なお、消費税が8%の場合、住宅取得資金等の生前贈与の非課税枠は次のように定められています。
契約の締結期間 |
省エネ等の住宅 |
左記以外の住宅用家屋 |
---|---|---|
平成28年1月1日~平成32年3月31日 |
1,200万円 |
700万円 |
平成32年4月1日~平成33年3月31日 |
1,000万円 |
500万円 |
平成33年4月1日~平成33年12月31日 |
800万円 |
300万円 |
続いて消費税が8%の場合の住宅取得資金等の贈与の非課税枠です。
契約の締結期間 |
省エネ等の住宅 |
左記以外の住宅用家屋 |
---|---|---|
平成31年4月1日~平成32年3月31日 |
3,000万円 |
2,500万円 |
平成32年4月1日~平成33年3月31日 |
1,500万円 |
1,000万円 |
平成33年4月1日~平成33年12月31日 |
1,200万円 |
700万円 |
適用条件は次の通りとなっています。
- 受贈者は贈与者の直系の子または孫である
- 住宅取得資金の贈与である
- 贈与を受けた年の受贈者の所得は2,000万円以下である
- 贈与を受けた年の1月1日時点で受贈者が20歳以上である
- 住宅の売り主や建築工事の発注先は配偶者や親族ではない
- 翌年3月15日までに自分の住居として住むか、確実に住む見込みである
取得する住宅の面積なども定められているので注意が必要です。
また、1つめの条件に対して注意が必要で、「受贈者は贈与者の直系の子または孫」でなければならないため、例えば旦那さんの名義で住宅を購入する際に奥さんのご両親などからの援助は対象となりません。
気をつけておきましょう。
相続時精算課税制度
2,500万円まで贈与税が非課税になる制度で、大きな特徴ともいえるのが、贈与を行なうほうが亡くなるまでに贈与した財産と、亡くなった時の遺産を一体の財産と考えて課税する方法となります。

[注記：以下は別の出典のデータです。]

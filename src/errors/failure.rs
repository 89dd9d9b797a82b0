use serde::Deserialize;
use std::any::Any;
use std::fmt;
use thiserror::Error;

/// Message used when a failed envelope carries no message of its own
pub const DEFAULT_API_FAILURE: &str = "API request failed";

/// The single failure shape that leaves the service layer.
///
/// Hooks and callers only ever see the message; no status codes or
/// transport details survive normalization.
#[derive(Debug, Clone, PartialEq, Eq, Error)]
#[error("{message}")]
pub struct RequestFailed {
    message: String,
}

impl RequestFailed {
    pub fn new(message: impl Into<String>) -> Self {
        let message = message.into();
        if message.trim().is_empty() {
            return Self {
                message: DEFAULT_API_FAILURE.to_string(),
            };
        }
        Self { message }
    }

    pub fn message(&self) -> &str {
        &self.message
    }

    pub fn into_message(self) -> String {
        self.message
    }
}

/// Structured body of a non-2xx response, when the backend sent one
#[derive(Debug, Clone, Default, PartialEq, Deserialize)]
pub struct ErrorBody {
    #[serde(default)]
    pub status_code: Option<i64>,
    #[serde(default)]
    pub message: Option<String>,
}

/// Everything that can go wrong before a payload is decoded.
///
/// Only [`crate::errors::normalize`] looks inside this type.
#[derive(Error)]
pub enum ClientFailure {
    /// Non-2xx response, or no response at all (connection refused, timeout)
    #[error(
        "transport failure (status {}): {}",
        .status.map(|s| s.to_string()).unwrap_or_else(|| "none".to_string()),
        .message.as_deref().unwrap_or("no message")
    )]
    Transport {
        status: Option<u16>,
        body: Option<ErrorBody>,
        message: Option<String>,
    },

    /// Any other error that carries a message
    #[error("{message}")]
    Generic { message: String },

    /// A value that is not an error at all, e.g. a panic payload
    #[error("non-error failure value")]
    Unknown(Box<dyn Any + Send>),
}

impl ClientFailure {
    pub fn generic(message: impl Into<String>) -> Self {
        Self::Generic {
            message: message.into(),
        }
    }

    /// Connection-level failure with no response
    pub fn network(message: impl Into<String>) -> Self {
        Self::Transport {
            status: None,
            body: None,
            message: Some(message.into()),
        }
    }

    /// Metric label for the failure origin
    pub fn origin(&self) -> &'static str {
        match self {
            Self::Transport { status: Some(_), .. } => "http_status",
            Self::Transport { status: None, .. } => "network",
            Self::Generic { .. } => "generic",
            Self::Unknown(_) => "unknown",
        }
    }
}

impl fmt::Debug for ClientFailure {
    fn fmt(&self, f: &mut fmt::Formatter<'_>) -> fmt::Result {
        match self {
            Self::Transport {
                status,
                body,
                message,
            } => f
                .debug_struct("Transport")
                .field("status", status)
                .field("body", body)
                .field("message", message)
                .finish(),
            Self::Generic { message } => f.debug_struct("Generic").field("message", message).finish(),
            Self::Unknown(payload) => match describe_payload(&**payload) {
                Some(text) => f.debug_tuple("Unknown").field(&text).finish(),
                None => f.write_str("Unknown(..)"),
            },
        }
    }
}

/// Best-effort text of an opaque payload, for logs only
pub(crate) fn describe_payload(payload: &(dyn Any + Send)) -> Option<&str> {
    payload
        .downcast_ref::<&'static str>()
        .copied()
        .or_else(|| payload.downcast_ref::<String>().map(String::as_str))
}

impl From<RequestFailed> for ClientFailure {
    fn from(err: RequestFailed) -> Self {
        Self::Generic {
            message: err.into_message(),
        }
    }
}

impl From<serde_json::Error> for ClientFailure {
    fn from(err: serde_json::Error) -> Self {
        Self::Generic {
            message: format!("Failed to parse API response: {}", err),
        }
    }
}

impl From<reqwest::Error> for ClientFailure {
    fn from(err: reqwest::Error) -> Self {
        if err.is_decode() || err.is_builder() {
            return Self::Generic {
                message: err.to_string(),
            };
        }

        match err.status() {
            Some(status) => Self::Transport {
                status: Some(status.as_u16()),
                body: None,
                message: Some(format!(
                    "Request failed with status code {}",
                    status.as_u16()
                )),
            },
            None if err.is_timeout() => Self::network("Request timed out"),
            None => Self::network(err.to_string()),
        }
    }
}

改善されるのは2,500万円を超えた部分ということになるのですが、一度制度を利用すると途中で撤回はできません。
適用のための条件として定められているのは次の2つです。
- 贈与する年の1月1日時点で60歳以上の両親、または祖父母からの贈与
- 贈与される側は贈与を受けた年の1月1日時点で20歳以上の子、または孫
教育資金として贈与を受ける
教育資金として祖母や祖父母から一括贈与を受けると、受贈者1人に対して1,500万円までは非課税です。
学校以外の塾などに払うものに関しては、このうち500万円までが非課税の対象となります。
贈与を受ける方は金融機関で贈与を受けるお金を振り込んでもらうための教育資金口座を開設し、税務署に届け出を出さなければなりません。
また、贈与されたお金が必要になって引き出した場合には、所定の期日まで金融機関に教育費の領収書を提出する必要があります。
各特例の特徴を押さえて最適なものを選択
いかがだったでしょうか。
生前贈与を非課税で行なうための方法や、各特例を利用するための条件などについてご紹介しました。
生前贈与について全く検討していないと、生前贈与を受ける際に想像以上の税金を支払わなければならず、困ってしまうことがあります。
できるだけ損をしないためにも、財産をどのような方法で受け取っていくのかについて早い段階で検討していきましょう。
贈与する側とされる側で話し合いも必要になってくるので、よく話し合って慎重に決めることが大切です。